Senior Safe Drivers and Baby Boomers
There was a time when the prevailing line of thought was older drivers are making our roads unsafe. Their vision is bad, they don’t hear very well and their reaction time is just too slow. We were told as the aging baby boomers reach the “golden years” our streets will become increasingly more dangerous. Just too many old people on the road.
Well it seems all that hot air could have been put to better use blowing-up balloons. The streets of our towns have not realized the dire predictions of old. It has been determine that as baby boomers, we were good drivers then and we are good drivers still. I’m referring to a new study just released by the Insurance Institute for Highway Safety (IIHS). In this new study, IIHS researchers compared trends for drivers ages 70 and older with those for drivers ages 35-54 for national fatal passenger vehicle crash involvements per 100,000 licensed drivers during 1997-2012 and per vehicle miles traveled from 1995 to 2008.
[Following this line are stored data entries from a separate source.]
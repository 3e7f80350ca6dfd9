use axum::{extract::State, response::IntoResponse, Json};
use serde::Deserialize;
use serde_json::json;
use std::sync::Arc;
use tn_core::AggregatedResult;

use crate::error::ApiError;
use crate::extract::ApiJson;
use crate::AppState;

/// Absent and `null` fields both fall through to filter validation.
#[derive(Debug, Default, Deserialize)]
pub struct CategoryRequest {
    pub category: Option<String>,
    pub country: Option<String>,
}

#[derive(Debug, Default, Deserialize)]
pub struct GenreRequest {
    pub genre: Option<String>,
    pub country: Option<String>,
}

pub async fn articles_by_category(
    State(state): State<Arc<AppState>>,
    ApiJson(request): ApiJson<CategoryRequest>,
) -> Result<Json<AggregatedResult>, ApiError> {
    let articles = state
        .aggregator
        .collect_by_category(
            request.category.as_deref().unwrap_or_default(),
            request.country.as_deref().unwrap_or_default(),
        )
        .await?;
    Ok(Json(articles))
}

pub async fn articles_by_genre(
    State(state): State<Arc<AppState>>,
    ApiJson(request): ApiJson<GenreRequest>,
) -> Result<Json<AggregatedResult>, ApiError> {
    let articles = state
        .aggregator
        .collect_by_genre(
            request.genre.as_deref().unwrap_or_default(),
            request.country.as_deref().unwrap_or_default(),
        )
        .await?;
    Ok(Json(articles))
}

pub async fn health() -> impl IntoResponse {
    Json(json!({ "status": "ok" }))
}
The report found that Senior Safe Drivers are not only less likely to crash than in recent years, they also are less likely to be injured or killed when they do crash.
As we get older we develop different driving habits. For instance, we don’t need to drive as much as we use to. Many, if not most will voluntarily “give up the keys” when we feel it may be dangerous for ourselves and others to continue driving. You would think senior drivers are more likely to drive only short distances, .. but that doesn’t seem to be the case.
The fact that senior safe drivers increased their average mileage during 1997-2012 may indicate that they are remaining physically and mentally comfortable with driving tasks. When older adults reduce their trips, there’s evidence that it is often because they are self-regulating their driving in response to impairments.
“Older drivers are not only less likely to crash than in recent years, they also are sharing in the benefits of newer and safer vehicles. It also helps that older people in general are more fit than in years past, with better access to emergency services and health care,” says Anne McCartt, the Institute’s senior vice president for research and a co-author of the study.
“This should help ease fears that aging baby boomers are a safety threat. Even crashes among the oldest drivers have been on a downswing,” says McCartt.